Enhanced Asymptotic Analysis of Continuous-Time Markov Branching Systems: Revisiting Limiting Structural Theorems

TL;DR

This paper refines the understanding of long-term behavior in continuous-time Markov branching systems by improving limit theorems and asymptotic expansions under less restrictive conditions.

Contribution

It introduces enhanced asymptotic analysis techniques for Markov branching-immigration systems, relaxing moment conditions and providing more precise convergence results.

Findings

Refined limit theorems for transition functions.

Established convergence rates under relaxed conditions.

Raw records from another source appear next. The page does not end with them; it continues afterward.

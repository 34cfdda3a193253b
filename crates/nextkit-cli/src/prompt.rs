//! Prompt front-ends: rich terminal widgets and a plain line-based fallback.

// Internal imports (std, crate)
use std::io::{BufRead, Write};

// External imports (alphabetized)
use dialoguer::{theme::ColorfulTheme, Confirm, Input, MultiSelect, Select};
use nextkit_core::{Error, PromptProvider, Result};

fn prompt_error(e: impl std::fmt::Display) -> Error {
    Error::prompt(e.to_string())
}

/// Arrow-key selection, checkboxes and confirmations via dialoguer
#[derive(Default)]
pub struct RichPrompt {
    theme: ColorfulTheme,
}

impl PromptProvider for RichPrompt {
    fn ask_choice(&mut self, message: &str, choices: &[String], default: usize) -> Result<usize> {
        Select::with_theme(&self.theme)
            .with_prompt(message)
            .items(choices)
            .default(default)
            .interact()
            .map_err(prompt_error)
    }

    fn ask_multi_choice(&mut self, message: &str, choices: &[String]) -> Result<Vec<usize>> {
        MultiSelect::with_theme(&self.theme)
            .with_prompt(message)
            .items(choices)
            .interact()
            .map_err(prompt_error)
    }

    fn ask_list(&mut self, message: &str) -> Result<String> {
        Input::<String>::with_theme(&self.theme)
            .with_prompt(message)
            .allow_empty(true)
            .interact_text()
            .map_err(prompt_error)
    }

    fn ask_confirm(&mut self, message: &str, default: bool) -> Result<bool> {
        Confirm::with_theme(&self.theme)
            .with_prompt(message)
            .default(default)
            .interact()
            .map_err(prompt_error)
    }
}

/// Numbered menus answered one line at a time.
///
/// Works without a TTY, e.g. when answers are piped in.
pub struct LinePrompt<R, W> {
    input: R,
    output: W,
}

impl<R: BufRead, W: Write> LinePrompt<R, W> {
    pub fn new(input: R, output: W) -> Self {
        Self { input, output }
    }

    fn read_line(&mut self) -> Result<String> {
        let mut line = String::new();
        let read = self.input.read_line(&mut line)?;
        if read == 0 {
            return Err(Error::prompt("input closed before all questions were answered"));
        }
        Ok(line.trim().to_string())
    }

    fn show_menu(&mut self, message: &str, choices: &[String]) -> Result<()> {
        writeln!(self.output, "? {}", message)?;
        for (i, choice) in choices.iter().enumerate() {
            writeln!(self.output, "  {}) {}", i + 1, choice)?;
        }
        Ok(())
    }

    fn ask(&mut self, prompt: &str) -> Result<String> {
        write!(self.output, "{} ", prompt)?;
        self.output.flush()?;
        self.read_line()
    }
}

/// Parse `1`-based indices or labels (case-insensitive) into an index
fn parse_choice(token: &str, choices: &[String]) -> Option<usize> {
    match token.parse::<usize>() {
        Ok(n) if (1..=choices.len()).contains(&n) => Some(n - 1),
        Ok(_) => None,
        Err(_) => choices.iter().position(|c| c.eq_ignore_ascii_case(token)),
    }
}

impl<R: BufRead, W: Write> PromptProvider for LinePrompt<R, W> {
    fn ask_choice(&mut self, message: &str, choices: &[String], default: usize) -> Result<usize> {
        self.show_menu(message, choices)?;
        loop {
            let line = self.ask(&format!("Choice [{}]:", default + 1))?;
            if line.is_empty() {
                return Ok(default);
            }
            match parse_choice(&line, choices) {
                Some(index) => return Ok(index),
                None => writeln!(self.output, "Please pick 1-{}", choices.len())?,
            }
        }
    }

    fn ask_multi_choice(&mut self, message: &str, choices: &[String]) -> Result<Vec<usize>> {
        self.show_menu(message, choices)?;
        'ask: loop {
            let line = self.ask("Choices (comma separated, empty for none):")?;
            let mut picked = Vec::new();
            for token in line.split(',').map(str::trim).filter(|t| !t.is_empty()) {
                match parse_choice(token, choices) {
                    Some(index) if !picked.contains(&index) => picked.push(index),
                    Some(_) => {}
                    None => {
                        writeln!(self.output, "Unknown choice: {}", token)?;
                        continue 'ask;
                    }
                }
            }
            return Ok(picked);
        }
    }

    fn ask_list(&mut self, message: &str) -> Result<String> {
        writeln!(self.output, "? {}", message)?;
        self.ask(">")
    }

    fn ask_confirm(&mut self, message: &str, default: bool) -> Result<bool> {
        let hint = if default { "(Y/n)" } else { "(y/N)" };
        loop {
            let line = self.ask(&format!("? {} {}", message, hint))?;
            match line.to_lowercase().as_str() {
                "" => return Ok(default),
                "y" | "yes" => return Ok(true),
                "n" | "no" => return Ok(false),
                _ => writeln!(self.output, "Please answer y or n")?,
            }
        }
    }
}

#[cfg(test)]
mod tests {
    use super::*;
    use nextkit_core::{Feature, LanguageVariant, Questionnaire};
    use std::io::Cursor;

    fn line_prompt(input: &str) -> LinePrompt<Cursor<Vec<u8>>, Vec<u8>> {
        LinePrompt::new(Cursor::new(input.as_bytes().to_vec()), Vec::new())
    }

    fn choices(items: &[&str]) -> Vec<String> {
        items.iter().map(|s| s.to_string()).collect()
    }

    #[test]
    fn test_choice_by_number_label_and_default() {
        let options = choices(&["JavaScript", "TypeScript"]);
        let mut prompt = line_prompt("2\ntypescript\n\n");
        assert_eq!(prompt.ask_choice("Language?", &options, 0).unwrap(), 1);
        assert_eq!(prompt.ask_choice("Language?", &options, 0).unwrap(), 1);
        assert_eq!(prompt.ask_choice("Language?", &options, 0).unwrap(), 0);
    }

    #[test]
    fn test_choice_reasks_on_invalid_input() {
        let options = choices(&["a", "b"]);
        let mut prompt = line_prompt("9\nb\n");
        assert_eq!(prompt.ask_choice("Pick", &options, 0).unwrap(), 1);
        let output = String::from_utf8(prompt.output).unwrap();
        assert!(output.contains("Please pick 1-2"));
    }

    #[test]
    fn test_multi_choice() {
        let options = choices(&["Pages", "Components", "API Routes"]);
        let mut prompt = line_prompt("1, api routes, 1\n\n");
        assert_eq!(
            prompt.ask_multi_choice("Features?", &options).unwrap(),
            vec![0, 2]
        );
        assert!(prompt.ask_multi_choice("Features?", &options).unwrap().is_empty());
    }

    #[test]
    fn test_confirm() {
        let mut prompt = line_prompt("\nno\nmaybe\nY\n");
        assert!(prompt.ask_confirm("Install?", true).unwrap());
        assert!(!prompt.ask_confirm("Install?", true).unwrap());
        assert!(prompt.ask_confirm("Install?", false).unwrap());
    }

    #[test]
    fn test_closed_input_is_an_error() {
        let mut prompt = line_prompt("");
        assert!(matches!(prompt.ask_list("Pages?"), Err(Error::Prompt(_))));
    }

    #[test]
    fn test_questionnaire_over_lines() {
        // language, features, install, git, pages, all essential, carousel
        let mut prompt = line_prompt("2\n1,2\nn\nn\n home, about \n\ny\n");
        let answers = Questionnaire::new(&mut prompt).run().unwrap();

        assert_eq!(answers.language, LanguageVariant::Typed);
        assert_eq!(answers.features, vec![Feature::Pages, Feature::Components]);
        assert_eq!(answers.pages, vec!["home, about"]);
        assert!(answers.all_essential_components);
        assert!(answers.confirm_carousel_deps);
        assert!(!answers.install_dependencies);
    }
}
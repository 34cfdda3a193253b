//! Test utilities for nextkit integration tests

// Internal imports (std, crate)
use std::fs;
use std::path::{Path, PathBuf};
use std::process::{Command, Output};

// External imports (alphabetized)
use anyhow::Context;
use tempfile::TempDir;

/// Creates a temporary directory for test outputs
pub fn create_temp_dir() -> anyhow::Result<(TempDir, PathBuf)> {
    let temp_dir = tempfile::tempdir()?;
    let temp_path = temp_dir.path().to_path_buf();
    Ok((temp_dir, temp_path))
}

/// Writes an answers file that never triggers npm or git
pub fn write_answers(dir: &Path, file_name: &str, content: &str) -> anyhow::Result<PathBuf> {
    let path = dir.join(file_name);
    fs::write(&path, content)
        .with_context(|| format!("Failed to write answers file {}", path.display()))?;
    Ok(path)
}

/// Runs the compiled `nextkit` binary with the given arguments
pub fn run_nextkit(args: &[&str]) -> anyhow::Result<Output> {
    Command::new(env!("CARGO_BIN_EXE_nextkit"))
        .args(args)
        .env("RUST_LOG", "warn")
        .output()
        .context("Failed to run nextkit binary")
}

/// Typed project with every artifact kind, including an unknown component
pub const TYPED_ANSWERS: &str = r#"
language: typed
features: [pages, components, api_routes, testing]
install_dependencies: false
init_git: false
pages: " home, About, home ,"
components:
  - Button
  - Sidebar, Carousel
confirm_carousel_deps: false
api_routes: users
"#;
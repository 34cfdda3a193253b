//! Language variants and artifact kinds known to the scaffolder.
//!
//! # Examples
//!
//! ```
//! use nextkit_core::templates::{ArtifactKind, LanguageVariant};
//! use std::str::FromStr;
//!
//! let variant = LanguageVariant::from_str("TypeScript").unwrap();
//! assert_eq!(variant, LanguageVariant::Typed);
//! assert_eq!(variant.extension(), "tsx");
//!
//! assert_eq!(ArtifactKind::ApiRoute.to_string(), "api_route");
//! ```

// Internal imports (std, crate)
use std::fmt;
use std::str::FromStr;

// External imports (alphabetized)
use serde::{Deserialize, Serialize};

/// Source language flavour of the generated project
#[derive(Debug, Clone, Copy, PartialEq, Eq, Hash, Default, Serialize, Deserialize)]
#[serde(rename_all = "lowercase")]
pub enum LanguageVariant {
    /// TypeScript (`.tsx` files)
    Typed,
    /// JavaScript (`.js` files)
    #[default]
    Untyped,
}

impl FromStr for LanguageVariant {
    type Err = String;

    fn from_str(s: &str) -> Result<Self, Self::Err> {
        match s.trim().to_lowercase().as_str() {
            "typed" | "typescript" | "ts" | "tsx" => Ok(Self::Typed),
            "untyped" | "javascript" | "js" => Ok(Self::Untyped),
            _ => Err(format!("Unknown language variant: {}", s)),
        }
    }
}

impl LanguageVariant {
    /// Returns the variant identifier as a string slice
    pub fn as_str(&self) -> &'static str {
        match self {
            Self::Typed => "typed",
            Self::Untyped => "untyped",
        }
    }

    /// Human readable label used in prompts
    pub fn label(&self) -> &'static str {
        match self {
            Self::Typed => "TypeScript",
            Self::Untyped => "JavaScript",
        }
    }

    /// File extension for every generated source file
    pub fn extension(&self) -> &'static str {
        match self {
            Self::Typed => "tsx",
            Self::Untyped => "js",
        }
    }

    /// Returns an iterator over all language variants, in prompt order
    pub fn all() -> impl Iterator<Item = Self> {
        [Self::Untyped, Self::Typed].into_iter()
    }
}

impl fmt::Display for LanguageVariant {
    fn fmt(&self, f: &mut fmt::Formatter<'_>) -> fmt::Result {
        write!(f, "{}", self.as_str())
    }
}

/// Kind of artifact a template produces
#[derive(Debug, Clone, Copy, PartialEq, Eq, Hash, PartialOrd, Ord, Serialize, Deserialize)]
#[serde(rename_all = "snake_case")]
pub enum ArtifactKind {
    Page,
    Component,
    ApiRoute,
}

impl ArtifactKind {
    pub fn as_str(&self) -> &'static str {
        match self {
            Self::Page => "page",
            Self::Component => "component",
            Self::ApiRoute => "api_route",
        }
    }

    /// All kinds in materialization order
    pub fn all() -> impl Iterator<Item = Self> {
        [Self::Page, Self::Component, Self::ApiRoute].into_iter()
    }
}

impl fmt::Display for ArtifactKind {
    fn fmt(&self, f: &mut fmt::Formatter<'_>) -> fmt::Result {
        write!(f, "{}", self.as_str())
    }
}
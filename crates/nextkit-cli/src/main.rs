//! nextkit CLI entrypoint
//! Collects answers (interactively or from a file) and dispatches to the core
//! scaffold engine.

mod prompt;
mod report;

// Internal imports (std, crate)
use std::io::{self, IsTerminal};
use std::path::PathBuf;

use crate::prompt::{LinePrompt, RichPrompt};

// External imports (alphabetized)
use anyhow::Context;
use clap::Parser;
use nextkit_core::{
    Answers, ConfigResolver, LanguageVariant, PostActions, PromptProvider, Questionnaire,
    TemplateRegistry,
};
use tokio::fs;
use tracing_subscriber::EnvFilter;

#[derive(Parser)]
#[command(name = "nextkit")]
#[command(author, version, about, long_about = None)]
struct Cli {
    /// Log debug details (overridden by RUST_LOG)
    #[arg(short, long, global = true)]
    verbose: bool,

    #[command(subcommand)]
    pub command: Commands,
}

#[derive(clap::Subcommand, Debug)]
pub enum Commands {
    /// Scaffold pages, components and API routes for a Next.js app
    Scaffold {
        /// Root of the generated tree (default: current directory)
        #[arg(long)]
        output_dir: Option<PathBuf>,
        /// Read answers from a YAML, JSON or TOML file instead of prompting
        #[arg(long)]
        answers: Option<PathBuf>,
        /// Write the collected answers to this file for later replay
        #[arg(long)]
        save_answers: Option<PathBuf>,
        /// Use plain line-based prompts instead of interactive widgets
        #[arg(long)]
        plain: bool,
        /// Print the per-artifact report as JSON
        #[arg(long)]
        json: bool,
    },
    /// List the built-in templates
    Templates {
        /// Language variant (typed/typescript or untyped/javascript)
        #[arg(long, default_value = "untyped")]
        language: String,
    },
}

fn init_logging(verbose: bool) {
    let default_level = if verbose { "debug" } else { "info" };
    let filter =
        EnvFilter::try_from_default_env().unwrap_or_else(|_| EnvFilter::new(default_level));
    tracing_subscriber::fmt()
        .with_env_filter(filter)
        .with_writer(io::stderr)
        .with_target(false)
        .init();
}

fn collect_answers(plain: bool) -> nextkit_core::Result<Answers> {
    println!("\n✨ Welcome to the nextkit scaffolder! ✨\n");
    let mut provider: Box<dyn PromptProvider> = if plain || !io::stdin().is_terminal() {
        Box::new(LinePrompt::new(io::stdin().lock(), io::stdout()))
    } else {
        Box::new(RichPrompt::default())
    };
    Questionnaire::new(provider.as_mut()).run()
}

#[tokio::main]
async fn main() -> anyhow::Result<()> {
    let cli = Cli::parse();
    init_logging(cli.verbose);

    match &cli.command {
        Commands::Scaffold {
            output_dir,
            answers,
            save_answers,
            plain,
            json,
        } => {
            let answers = match answers {
                Some(path) => Answers::from_file(path)
                    .await
                    .with_context(|| format!("Failed to load answers from {}", path.display()))?,
                None => collect_answers(*plain).context("Failed to collect answers")?,
            };

            if let Some(path) = save_answers {
                answers
                    .save(path)
                    .await
                    .with_context(|| format!("Failed to save answers to {}", path.display()))?;
                tracing::info!("Saved answers to {}", path.display());
            }

            let request = ConfigResolver::new().resolve(&answers);

            // Resolve output directory - use the current directory if not specified
            let output_path = output_dir.clone().unwrap_or_else(|| PathBuf::from("."));
            if !output_path.exists() {
                tracing::info!("Creating output directory: {}", output_path.display());
                fs::create_dir_all(&output_path).await.with_context(|| {
                    format!("Failed to create output directory {}", output_path.display())
                })?;
            }

            let registry = TemplateRegistry::builtin();
            let actions = PostActions::system(&output_path);
            let (result, pending) =
                nextkit_core::generate(&request, &registry, &output_path, &actions).await?;

            let mut stdout = io::stdout().lock();
            if *json {
                report::write_json(&mut stdout, &output_path, &result)?;
            } else {
                report::write_text(&mut stdout, &result)?;
            }
            drop(stdout);

            // Installer and git output arrives after the report
            pending.wait().await;

            if !*json {
                println!("\n🎉 Scaffolding complete!");
            }
        }
        Commands::Templates { language } => {
            let variant: LanguageVariant = language
                .parse()
                .map_err(|e| anyhow::anyhow!("Invalid language '{language}': {e}"))?;
            let registry = TemplateRegistry::builtin();
            println!("Templates for {} ({}):", variant.label(), variant);
            for template in registry.list_templates(variant) {
                println!("  {:<10} {}", template.kind.as_str(), template.name);
            }
        }
    }
    Ok(())
}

Derived improved asymptotic expansions.

Abstract

Markov branching systems form a fundamental class of stochastic models that are extensively applied in biology, physics, finance, and other domains. These systems are distinguished by their continuous-time evolution and inherent branching structure, allowing transitions to multiple states from a single one. This branching mechanism plays a critical role in modeling phenomena such as population dynamics, epidemic spread, and probabilistic systems with multiple outcomes. Unlike standard Markov processes, branching systems require a simultaneous treatment of transition dynamics and branching probabilities, resulting in a more intricate mathematical framework. In this work, we investigate the asymptotic properties of transition functions in continuous-time Markov branching-immigration systems. Our focus lies in refining known limit theorems, establishing convergence rates, and deriving improved asymptotic expansions under relaxed moment conditions. The results contribute to a deeper understanding of the long-term behavior and invariant structures within these systems.